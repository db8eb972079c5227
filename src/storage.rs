//! Persistence for the current session id.
//!
//! The controller mirrors its current session into a [`SessionStore`] on
//! every change so a later run can pick the conversation back up.

use std::io;
use std::path::{Path, PathBuf};
use std::sync::{Arc, Mutex};

use crate::error::{Error, Result};
use crate::types::SessionId;

/// Durable storage for a single session id.
#[async_trait::async_trait]
pub trait SessionStore: Send + Sync {
    /// Returns the stored session id, if any.
    async fn load(&self) -> Result<Option<SessionId>>;

    /// Stores `session_id`, replacing whatever was there.
    async fn save(&self, session_id: &SessionId) -> Result<()>;

    /// Removes the stored session id.
    async fn clear(&self) -> Result<()>;
}

#[async_trait::async_trait]
impl<S: SessionStore + ?Sized> SessionStore for Arc<S> {
    async fn load(&self) -> Result<Option<SessionId>> {
        (**self).load().await
    }

    async fn save(&self, session_id: &SessionId) -> Result<()> {
        (**self).save(session_id).await
    }

    async fn clear(&self) -> Result<()> {
        (**self).clear().await
    }
}

/// Stores the session id as the sole contents of a file.
#[derive(Debug, Clone)]
pub struct FileSessionStore {
    path: PathBuf,
}

impl FileSessionStore {
    /// File name used inside the default data directory.
    pub const FILE_NAME: &'static str = "session_id";

    /// Creates a store backed by `path`.
    pub fn new(path: impl Into<PathBuf>) -> Self {
        Self { path: path.into() }
    }

    /// The platform default location, `<data_dir>/boltchat/session_id`.
    pub fn default_path() -> Option<PathBuf> {
        dirs::data_dir().map(|dir| dir.join("boltchat").join(Self::FILE_NAME))
    }

    /// Returns the path of the backing file.
    pub fn path(&self) -> &Path {
        &self.path
    }
}

#[async_trait::async_trait]
impl SessionStore for FileSessionStore {
    async fn load(&self) -> Result<Option<SessionId>> {
        match tokio::fs::read_to_string(&self.path).await {
            Ok(contents) => {
                let trimmed = contents.trim();
                if trimmed.is_empty() {
                    Ok(None)
                } else {
                    Ok(Some(SessionId::new(trimmed)))
                }
            }
            Err(err) if err.kind() == io::ErrorKind::NotFound => Ok(None),
            Err(err) => Err(Error::io(
                format!("failed to read {}", self.path.display()),
                err,
            )),
        }
    }

    async fn save(&self, session_id: &SessionId) -> Result<()> {
        if let Some(parent) = self.path.parent()
            && !parent.as_os_str().is_empty()
        {
            tokio::fs::create_dir_all(parent)
                .await
                .map_err(|err| Error::io(format!("failed to create {}", parent.display()), err))?;
        }
        tokio::fs::write(&self.path, session_id.as_str())
            .await
            .map_err(|err| Error::io(format!("failed to write {}", self.path.display()), err))
    }

    async fn clear(&self) -> Result<()> {
        match tokio::fs::remove_file(&self.path).await {
            Ok(()) => Ok(()),
            Err(err) if err.kind() == io::ErrorKind::NotFound => Ok(()),
            Err(err) => Err(Error::io(
                format!("failed to remove {}", self.path.display()),
                err,
            )),
        }
    }
}

/// Keeps the session id in memory; nothing survives the process.
///
/// # Examples
///
/// ```
/// # use boltchat::{MemorySessionStore, SessionId, SessionStore};
/// # tokio_test::block_on(async {
/// let store = MemorySessionStore::new();
/// store.save(&SessionId::new("s1")).await.unwrap();
/// assert_eq!(store.current(), Some(SessionId::new("s1")));
/// store.clear().await.unwrap();
/// assert_eq!(store.load().await.unwrap(), None);
/// # });
/// ```
#[derive(Debug, Default)]
pub struct MemorySessionStore {
    session_id: Mutex<Option<SessionId>>,
}

impl MemorySessionStore {
    /// Creates an empty store.
    pub fn new() -> Self {
        Self::default()
    }

    /// Creates a store that already holds `session_id`.
    pub fn with_session(session_id: SessionId) -> Self {
        Self {
            session_id: Mutex::new(Some(session_id)),
        }
    }

    /// Returns the stored id without going through the async trait.
    pub fn current(&self) -> Option<SessionId> {
        self.lock().clone()
    }

    fn lock(&self) -> std::sync::MutexGuard<'_, Option<SessionId>> {
        self.session_id
            .lock()
            .unwrap_or_else(|poisoned| poisoned.into_inner())
    }
}

#[async_trait::async_trait]
impl SessionStore for MemorySessionStore {
    async fn load(&self) -> Result<Option<SessionId>> {
        Ok(self.current())
    }

    async fn save(&self, session_id: &SessionId) -> Result<()> {
        *self.lock() = Some(session_id.clone());
        Ok(())
    }

    async fn clear(&self) -> Result<()> {
        *self.lock() = None;
        Ok(())
    }
}
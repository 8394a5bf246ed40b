//! Structured logging.
//!
//! # Responsibilities
//! - Initialize logging subsystem
//! - Configure log level at startup
//!
//! # Design Decisions
//! - Uses tracing crate for structured logging
//! - JSON format for machine consumption, pretty format for development
//! - `RUST_LOG` takes precedence over the configured level

use std::str::FromStr;

use tracing_subscriber::util::TryInitError;
use tracing_subscriber::{fmt, layer::SubscriberExt, util::SubscriberInitExt, EnvFilter};

/// Output format of log events.
#[derive(Debug, Clone, Copy, Default, PartialEq, Eq)]
pub enum LogFormat {
    #[default]
    Pretty,
    Json,
}

impl FromStr for LogFormat {
    type Err = String;

    fn from_str(s: &str) -> Result<Self, Self::Err> {
        match s.to_ascii_lowercase().as_str() {
            "pretty" | "text" => Ok(LogFormat::Pretty),
            "json" => Ok(LogFormat::Json),
            other => Err(format!("unknown log format `{}` (expected pretty or json)", other)),
        }
    }
}

/// Install the global subscriber.
///
/// `level` applies to this crate when `RUST_LOG` is unset.
pub fn init_logging(level: &str, format: LogFormat) -> Result<(), TryInitError> {
    let filter = EnvFilter::try_from_default_env()
        .unwrap_or_else(|_| EnvFilter::new(format!("route_manifest={}", level)));

    let json = format == LogFormat::Json;
    tracing_subscriber::registry()
        .with(filter)
        .with(json.then(|| fmt::layer().json()))
        .with((!json).then(fmt::layer))
        .try_init()
}
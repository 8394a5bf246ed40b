//! Static asset lookups.

use std::collections::BTreeMap;

/// Look up the MIME type of `file` by its extension.
///
/// Keys may be written with or without the leading dot; extension matching
/// is case-insensitive.
pub fn mime_type<'a>(mime_types: &'a BTreeMap<String, String>, file: &str) -> Option<&'a str> {
    let name = file.rsplit('/').next().unwrap_or(file);
    let (_, extension) = name.rsplit_once('.')?;
    let extension = extension.to_ascii_lowercase();

    mime_types
        .get(&format!(".{}", extension))
        .or_else(|| mime_types.get(&extension))
        .map(String::as_str)
}

/// Normalise a pathname for prerendered lookups: no trailing slash except
/// for the root.
pub fn normalize_path(path: &str) -> &str {
    match path.trim_end_matches('/') {
        "" => "/",
        trimmed => trimmed,
    }
}
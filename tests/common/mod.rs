//! Shared fixtures for integration tests.

use std::path::{Path, PathBuf};

use tempfile::TempDir;

/// The single catch-all manifest a minimal build emits.
pub const CATCHALL_MANIFEST: &str = r#"
app_dir = "_app"
app_path = "_app"
base = ""
assets = []
prerendered = []

[client]
start = "_app/immutable/entry/start.B9ezvl2u.js"
app = "_app/immutable/entry/app.Cj4Mo-z4.js"
imports = [
    "_app/immutable/entry/start.B9ezvl2u.js",
    "_app/immutable/chunks/client.D7BHBgL3.js",
    "_app/immutable/entry/app.Cj4Mo-z4.js",
    "_app/immutable/chunks/preload-helper.DpQnamwV.js",
]
stylesheets = []
fonts = []
uses_env_dynamic_public = false

[[nodes]]
file = "chunks/0-Dn3ctTgk.js"

[[nodes]]
file = "chunks/1-BMFb4diD.js"

[[nodes]]
file = "chunks/2-B4d9dQ-8.js"
export = "aI"

[[routes]]
id = "/[...catchall]"
pattern = "^(?:\\/(.*))?\\/?$"
params = [{ name = "catchall", optional = false, rest = true, chained = true }]
page = { layouts = [0], errors = [1], leaf = 2 }
"#;

/// A build directory holding a manifest and its node files.
pub struct Build {
    pub dir: TempDir,
    pub manifest: PathBuf,
}

impl Build {
    /// Write `manifest` as `manifest.toml` plus the given node files.
    pub fn new(manifest: &str, files: &[(&str, &str)]) -> Self {
        let dir = tempfile::tempdir().unwrap();
        let manifest_path = dir.path().join("manifest.toml");
        std::fs::write(&manifest_path, manifest).unwrap();

        for (name, contents) in files {
            write_file(dir.path(), name, contents);
        }

        Self {
            dir,
            manifest: manifest_path,
        }
    }

    /// The catch-all build with all three chunks present.
    pub fn catchall() -> Self {
        Self::new(
            CATCHALL_MANIFEST,
            &[
                ("chunks/0-Dn3ctTgk.js", "// root layout"),
                ("chunks/1-BMFb4diD.js", "// root error"),
                ("chunks/2-B4d9dQ-8.js", "// catch-all page"),
            ],
        )
    }

    pub fn write(&self, name: &str, contents: &str) {
        write_file(self.dir.path(), name, contents);
    }

    pub fn remove(&self, name: &str) {
        std::fs::remove_file(self.dir.path().join(name)).unwrap();
    }
}

fn write_file(root: &Path, name: &str, contents: &str) {
    let path = root.join(name);
    if let Some(parent) = path.parent() {
        std::fs::create_dir_all(parent).unwrap();
    }
    std::fs::write(path, contents).unwrap();
}
//! Metrics collection.
//!
//! # Metrics
//! - `manifest_node_loads_total` (counter): successful module loads by module
//! - `manifest_node_load_failures_total` (counter): failed module loads by module
//! - `manifest_route_matches_total` (counter): matched navigations by route
//! - `manifest_route_misses_total` (counter): navigations matching no route
//! - `manifest_reloads_total` (counter): manifest swaps by outcome
//!
//! # Design Decisions
//! - Recording goes through the `metrics` facade; the host application
//!   installs the recorder/exporter of its choice
//! - Without a recorder every call is a no-op

pub fn record_node_load(module: &str) {
    metrics::counter!("manifest_node_loads_total", "module" => module.to_string()).increment(1);
}

pub fn record_node_load_failure(module: &str) {
    metrics::counter!("manifest_node_load_failures_total", "module" => module.to_string())
        .increment(1);
}

pub fn record_route_match(route: &str) {
    metrics::counter!("manifest_route_matches_total", "route" => route.to_string()).increment(1);
}

pub fn record_route_miss() {
    metrics::counter!("manifest_route_misses_total").increment(1);
}

pub fn record_manifest_reload(success: bool) {
    let outcome = if success { "success" } else { "failure" };
    metrics::counter!("manifest_reloads_total", "outcome" => outcome).increment(1);
}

What the task requires —
Print the lines above from the one with "#[derive(Debug, Clone, Copy, Default, PartialEq, Eq)]" through the one with "applies to this", both included, exactly as written and nothing more.

Output of the task —
#[derive(Debug, Clone, Copy, Default, PartialEq, Eq)]
pub enum LogFormat {
    #[default]
    Pretty,
    Json,
}

impl FromStr for LogFormat {
    type Err = String;

    fn from_str(s: &str) -> Result<Self, Self::Err> {
        match s.to_ascii_lowercase().as_str() {
            "pretty" | "text" => Ok(LogFormat::Pretty),
            "json" => Ok(LogFormat::Json),
            other => Err(format!("unknown log format `{}` (expected pretty or json)", other)),
        }
    }
}

/// Install the global subscriber.
///
/// `level` applies to this crate when `RUST_LOG` is unset.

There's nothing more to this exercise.